# Covariance matrix in linear regression

I have read about linear regression and interpreting OLS results i.e coefficients, t-value, p-value. But unable to find any material related to covariance matrix in linear regression.

I was reading about assumptions in linear regression, came across the term heteroscedasticity and was researching about its consequences. So while going through one of the answer on Stack Exchange about consequences of Heteroscedasticity I came across the term covariance matrix.

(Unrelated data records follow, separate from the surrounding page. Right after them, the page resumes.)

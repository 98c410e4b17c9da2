//! Unauthenticated health-check endpoint.

use axum::{extract::State, Json};
use serde_json::{json, Value};

use crate::AppState;

/// `GET /api/health` — liveness probe.
///
/// Returns status, uptime, version and panel count. Never touches a panel
/// session, so it answers even while every panel is busy or blocked.
pub async fn health(State(state): State<AppState>) -> Json<Value> {
    Json(json!({
        "status": "ok",
        "uptime_secs": state.start_time.elapsed().as_secs(),
        "version": env!("CARGO_PKG_VERSION"),
        "panels": state.panels.len(),
    }))
}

Here's a link to that StackExchange

What is covariance matrix and how should one interpret it?

One of the OLS assumptions is the zero conditional mean assumption, which states that $$E[u|X]=0$$, so that errors average out to 0.

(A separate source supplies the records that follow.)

/// Remap number inventory rows and rewrite both totals to the output count.
pub fn normalize_inventory(mut env: Envelope, layout: &InventoryLayout) -> Envelope {
    let needs_phone = layout.needs_phone();
    env.aa_data = env
        .aa_data
        .into_iter()
        .filter(|row| row.len() >= layout.min_fields)
        .map(|row| {
            let mut number = cell_text(&row, layout.number);
            if layout.strip_number_separators {
                number.retain(|c| c != ' ' && c != '-');
            }
            let phone = needs_phone.then(|| PhoneInfo::derive(&number));
            let phone = phone.as_ref();
            vec![
                layout.label.resolve(&row, phone),
                layout.prefix.resolve(&row, phone),
                Value::String(number),
                layout.period.resolve(&row, phone),
                layout.price.resolve(&row, phone),
                layout.stats.resolve(&row, phone),
            ]
        })
        .collect();
    let count = env.aa_data.len();
    env.i_total_records = Value::from(count);
    env.i_total_display_records = Value::from(count);
    env
}

/// Text content of a cell. Numbers are rendered, null and missing cells are empty.
fn cell_text(row: &[Value], i: usize) -> String {
    match row.get(i) {
        Some(Value::String(s)) => s.clone(),
        Some(Value::Null) | None => String::new(),
        Some(other) => other.to_string(),
    }
}

fn clean_message(raw: &str, strip: &[String]) -> String {
    let mut msg = html_escape::decode_html_entities(raw).into_owned();
    for fragment in strip.iter().filter(|f| !f.is_empty()) {
        msg = msg.replace(fragment.as_str(), "");
    }
    msg.trim().to_string()
}

fn billing_period(cell: &str) -> &'static str {
    if cell.to_lowercase().contains("monthly") {
        "Monthly"
    } else {
        "Weekly"
    }
}

fn price_tag(cell: &str) -> String {
    static AMOUNT_RE: Lazy<Regex> =
        Lazy::new(|| Regex::new(r"[\d.]+").expect("amount regex is valid"));
    let currency = if cell.contains('€') {
        "€"
    } else if cell.contains('£') {
        "£"
    } else {
        "$"
    };
    let amount = AMOUNT_RE
        .find_iter(cell)
        .last()
        .map_or("0", |m| m.as_str());
    format!("{currency} {amount}")
}

/// Country information derived from a raw phone number.
#[derive(Debug, Clone, PartialEq, Eq)]
pub struct PhoneInfo {
    /// E.164 calling code without `+`, e.g. `92`.
    pub calling_code: String,
    /// Display name, the ISO region code when unmapped, or `Unknown`.
    pub country: String,
}

impl PhoneInfo {
    /// Parse `number` as E.164 (prepending `+` when absent).
    ///
    /// On parse failure the calling code falls back to the first three
    /// characters of the number. Upstream numbers are inconsistently
    /// formatted, so the fallback is only approximate.
    pub fn derive(number: &str) -> Self {
        let candidate = if number.starts_with('+') {
            number.to_string()
        } else {
            format!("+{number}")
        };
        match phonenumber::parse(None, &candidate) {
            Ok(parsed) => {
                let country = parsed.country();
                Self {
                    calling_code: country.code().to_string(),
                    country: country
                        .id()
                        .map_or_else(|| "Unknown".to_string(), |id| country_name(&format!("{id:?}"))),
                }
            }
            Err(_) => {
                let digits = number.trim_start_matches('+');
                let calling_code = if digits.chars().count() > 3 {
                    digits.chars().take(3).collect()
                } else {
                    String::new()
                };
                Self {
                    calling_code,
                    country: "Unknown".to_string(),
                }
            }
        }
    }
}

Another assumption is homoskedasticity, which means that there is no (auto)correlation in the residuals $$E[u u'|X]=\sigma I$$. So the covariance matrix (sometimes also called variance-covariance matrix) is:

$$\sigma I = \sigma \left[ \begin{array}{rrrr} 1 & 0 & \cdots & 0\\ 0 & 1 & \cdots & 0 \\ \vdots & \vdots & \vdots & \vdots \\ 0 & 0 & \cdots & 1 \\ \end{array}\right] = \Omega .$$

The important thing is that all elements in the matrix (apart of the diagonal elements from top left to bottom right) are zero, which means "no correlation between residuals". Also there is a constant variance equal to $$\sigma$$.

In case $$\Omega \neq \sigma I$$, you face heteroscedasticity and you would need to "model" $$\Omega$$, e.g. by "Feasible Generalized Least Squares" (FGLS).

Say you have a linear model $$y=X\beta+u$$ with $$E(u^2)=exp(Z\gamma)$$. Here $$exp(Z\gamma)$$ is an example for a scedastic function which describes the conditional variance. In order to obtain consistent estimates for $$\gamma$$, one need to obtain consistent estimates for $$u$$ in the first place. This can be done by using OLS to obtain $$\hat{\beta}$$ and $$\hat{u}$$.

Based on this, one can run an auxiliary linear regression $$\log \hat{u}^2 = Z \gamma + v$$ to get an estimate for $$\hat{\gamma}$$. These estimates can be used to compute $$\hat{\omega} = (\exp(Z\hat{\gamma}))^{1/2}$$. Finally, FGLS estimates of $$\beta$$ are obtained by OLS with weights $$\hat{\omega}$$ which is called feasible weighted least squares.

See Davidson/MacKinnon: "Econometric Theory and Methods", Ch. 7.4.